Cordis de Mexico S.A. de C.V., Ciudad Juarez, Chihuahua, Mexico
Employees: 1,751, union
Total square footage: 358,322
Primary product: Medical devices (catheters and stents)
Achievements: Cost savings from specific improvement projects and programs resulted in $25.3 million in savings in 2005. First-pass yield of 98.6% for all finished products. Reduced power consumption for each unit produced by 60%. Reduced in-plant defect rate 69.6% in past three years.
Seemingly out of nowhere, Mozart's Symphony No. 40 blares through overhead speakers at the Cordis de Mexico cardio and endovascular device plant in Ciudad Juarez, Chihuahua, Mexico. Within seconds, a group of production workers in lab coats race toward a work cell as if they're responding to a life-threatening emergency.

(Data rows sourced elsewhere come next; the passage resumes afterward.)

#[cfg(test)]
mod tests {
    use image::Luma;

    use super::*;

    fn h(x1: i32, x2: i32, y: i32) -> LineSegment {
        LineSegment::new(x1, y, x2, y)
    }

    fn page(width: u32, height: u32) -> GrayImage {
        GrayImage::from_pixel(width, height, Luma([255]))
    }

    fn ink(img: &mut GrayImage, x0: u32, y0: u32, x1: u32, y1: u32) {
        for y in y0..y1 {
            for x in x0..x1 {
                img.put_pixel(x, y, Luma([0]));
            }
        }
    }

    #[test]
    fn default_hough_params_at_300_dpi() {
        let p = LineDetectorSettings::default().hough_params(300.0);
        assert_eq!(p.threshold, 150);
        assert_eq!(p.min_line_length, 300);
        assert_eq!(p.max_line_gap, 20);
        assert_eq!(p.foreground, 128);
    }

    #[test]
    fn hough_params_scale_with_dpi() {
        let p = LineDetectorSettings::default().hough_params(150.0);
        assert_eq!(p.threshold, 75);
        assert_eq!(p.min_line_length, 150);
        assert_eq!(p.max_line_gap, 10);
    }

    #[test]
    fn horizontal_filter_uses_strict_tolerance() {
        let segs = vec![
            LineSegment::new(0, 100, 400, 100),
            LineSegment::new(0, 100, 400, 119),
            LineSegment::new(0, 100, 400, 120),
            LineSegment::new(50, 0, 50, 400),
        ];
        let kept = filter_horizontal(segs, 20.0);
        assert_eq!(kept.len(), 2);
    }

    #[test]
    fn border_spanning_segments_are_rejected() {
        let segs = vec![h(0, 900, 50), h(20, 980, 60), h(100, 899, 300), h(100, 400, 500)];
        let kept = reject_borders(segs, 1000.0, 0.9);
        assert_eq!(kept, vec![h(100, 899, 300), h(100, 400, 500)]);
    }

    #[test]
    fn stacked_table_rows_are_rejected() {
        let segs: Vec<LineSegment> = (0..6).map(|i| h(100, 600, 100 + i * 20)).collect();
        assert!(reject_table_rows(segs, 5, 30.0, true).is_empty());
    }

    #[test]
    fn isolated_rows_survive_table_rule() {
        let segs = vec![h(100, 600, 500), h(100, 600, 100), h(100, 600, 300)];
        let kept = reject_table_rows(segs, 5, 30.0, true);
        let ys: Vec<i32> = kept.iter().map(|s| s.y1).collect();
        assert_eq!(ys, vec![100, 300, 500]);
    }

    #[test]
    fn side_by_side_lines_are_not_a_table_when_overlap_required() {
        let segs = vec![h(50, 250, 400), h(300, 550, 405)];
        assert_eq!(reject_table_rows(segs.clone(), 5, 30.0, true).len(), 2);
        assert!(reject_table_rows(segs, 5, 30.0, false).is_empty());
    }

    #[test]
    fn thick_stroke_is_joined() {
        let segs = vec![h(100, 500, 200), h(102, 498, 201), h(110, 505, 202)];
        let joined = join_strokes(segs, 4.0, 20.0);
        assert_eq!(joined, vec![h(100, 505, 201)]);
    }

    #[test]
    fn distant_collinear_pieces_stay_apart() {
        let segs = vec![h(100, 300, 200), h(310, 400, 200), h(500, 700, 200)];
        let joined = join_strokes(segs, 4.0, 20.0);
        assert_eq!(joined, vec![h(100, 400, 200), h(500, 700, 200)]);
    }

    #[test]
    fn stroke_is_chained_row_by_row() {
        // One segment per pixel row of an 8px rule; first and last are
        // further apart than the tolerance but each neighbour is close.
        let segs: Vec<LineSegment> = (0..8).map(|i| h(300, 699, 400 + i)).collect();
        let joined = join_strokes(segs, 4.0, 20.0);
        assert_eq!(joined.len(), 1);
        assert_eq!(joined[0].min_x(), 300);
        assert_eq!(joined[0].max_x(), 699);
    }

    #[test]
    fn join_keeps_separate_rows() {
        let segs = vec![h(0, 400, 100), h(0, 400, 120)];
        assert_eq!(join_strokes(segs, 4.0, 20.0).len(), 2);
    }

    #[test]
    fn segment_to_points_with_padding() {
        let rect = segment_to_rect(&h(300, 900, 600), 300.0, 4.0);
        assert!(rect.approx_eq(&BBox::new(72.0, 140.0, 216.0, 148.0), 1e-9));
    }

    #[test]
    fn blank_page_has_no_lines() {
        let img = page(850, 1100);
        let result = detect_lines(&img, 100.0, &LineDetectorSettings::default(), 1);
        assert!(result.value.rects.is_empty());
        assert!(result.is_clean());
    }

    #[test]
    fn detects_single_fill_line() {
        // 1000 x 800 px at 300 DPI; a 2px rule 400px long.
        let mut img = page(1000, 800);
        ink(&mut img, 300, 400, 700, 402);

        let result = detect_lines(&img, 300.0, &LineDetectorSettings::default(), 1);
        let det = result.value;
        assert_eq!(det.rects.len(), 1, "stats: {:?}", det.stats);
        let r = det.rects[0];
        assert!((r.x0 - 72.0).abs() < 0.5);
        assert!((r.x1 - 168.0).abs() < 0.5);
        assert!(r.top < 96.24 && r.bottom > 96.24);
        assert_eq!(det.stats.isolated, 1);
    }

    #[test]
    fn bold_rules_are_one_line_each() {
        for thickness in 6..=12 {
            let mut img = page(1000, 800);
            ink(&mut img, 300, 400, 700, 400 + thickness);

            let det = detect_lines(&img, 300.0, &LineDetectorSettings::default(), 1).value;
            assert_eq!(
                det.rects.len(),
                1,
                "thickness {thickness}px, stats: {:?}",
                det.stats
            );
            assert_eq!(det.stats.strokes, 1);
        }
    }

    #[test]
    fn same_row_columns_are_a_table_by_default() {
        // Letter width at 300 DPI, two 600px rules on one row.
        let mut img = page(2550, 800);
        ink(&mut img, 200, 400, 800, 402);
        ink(&mut img, 1200, 400, 1800, 402);

        let settings = LineDetectorSettings::default();
        assert!(!settings.table_overlap_required);
        let det = detect_lines(&img, 300.0, &settings, 1).value;
        assert_eq!(det.stats.non_border, 2, "stats: {:?}", det.stats);
        assert!(det.rects.is_empty());

        let overlapping_only = LineDetectorSettings {
            table_overlap_required: true,
            ..settings
        };
        let det = detect_lines(&img, 300.0, &overlapping_only, 1).value;
        assert_eq!(det.rects.len(), 2);
    }

    #[test]
    fn full_width_rule_is_treated_as_border() {
        let mut img = page(1000, 800);
        ink(&mut img, 20, 100, 980, 102);
        ink(&mut img, 300, 500, 700, 502);

        let det = detect_lines(&img, 300.0, &LineDetectorSettings::default(), 1).value;
        assert_eq!(det.rects.len(), 1, "stats: {:?}", det.stats);
        assert!(det.rects[0].top > 100.0);
        assert!(det.stats.strokes > det.stats.non_border);
    }

    #[test]
    fn rendered_table_grid_yields_nothing() {
        let mut img = page(1000, 800);
        for i in 0..6 {
            let y = 200 + i * 20;
            ink(&mut img, 200, y, 700, y + 2);
        }
        let det = detect_lines(&img, 300.0, &LineDetectorSettings::default(), 1).value;
        assert!(det.rects.is_empty(), "stats: {:?}", det.stats);
    }

    #[test]
    fn short_dashes_are_ignored() {
        let mut img = page(1000, 800);
        ink(&mut img, 100, 300, 250, 302);
        let det = detect_lines(&img, 300.0, &LineDetectorSettings::default(), 1).value;
        assert!(det.rects.is_empty());
    }
}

In a sense, the workers are helping to save lives. The Cordis de Mexico plant makes catheters and stents used to treat various circulatory system problems for Cordis Corp., a Miami Lakes, Fla.-based subsidiary of health-care products giant Johnson & Johnson. The workers are part of the plant's rapid-response team, a troubleshooting group that's called into action whenever a production worker activates the music to signal a problem on a production line. Such work stoppages must be corrected promptly to meet customer demand, which on the catheter sheath introducer (CSI) line requires a takt time of just five seconds to produce an annual yield of 5.5 million units, according to Fernando Diaz, CSI and guiding catheter operations director. (A master planning system analyzes demand vs. production capacity on a weekly basis, taking into account the projected schedule for the next 18 months.)
The work team is part of an empowered workforce that is encouraged and expected to be key figures in the plant's continuous improvement efforts. Employee involvement is evident even before entering the production area. The plant recognizes employees on its Excellence Wall, located just beyond the reception area, with before-and-after pictures of different improvement projects they have implemented.
Many employee suggestions come from natural work teams, which comprise 54% of the plant's production workforce. Cordis de Mexico estimates that in 2005 it eliminated more than $12 million in waste from employee-driven improvement projects. Employee involvement is encouraged so much here that some employees visit hospitals to see how the company's products are used in surgical procedures.
To that end, employee input is evident on almost every assembly line in the plant. For instance, at one time operators on the guiding catheter line were mixing up two different types of catheter tips that were stored side by side in a bin and applying them in the wrong sequence. "The tips look very much alike, so a mix-up was a big possibility," relates production worker Irma Leticia Munoz.
So Munoz suggested that a sliding plastic cover could prevent such mix-ups by shielding the side that's not supposed to be in use. Co-worker Yesenia Camacho says with the plastic cover she doesn't confuse the two tips anymore. Before, "The people on the next station would waste time trying to correct the problem."
That's good news for Cordis de Mexico because, according to Diaz, one wrong catheter tip could cost the company millions of dollars from a recall.
Today, Cordis de Mexico is the company's highest-performing plant, according to Jose Gonzalez, vice president of manufacturing. "Some of the highest-yielding products in the company are at this site," he says.
Much like a football team reviewing pre-game film, a staff member of the Cordis de Mexico medical-device plant in Ciudad Juarez, Chihuahua, Mexico, carefully watches video recordings of plant operators performing various tasks. Here, in the Business Excellence training room, staff members are looking for ways to drive out inefficiencies. With the video, Process Champion Anabella Pereyra is measuring time between steps in the production process and recording the results. The plant performs this audit every three months and uses the information to make adjustments on the production lines. For instance, if it's determined there are more operators on one line than needed, a production worker might be moved to another line where the plant needs additional help.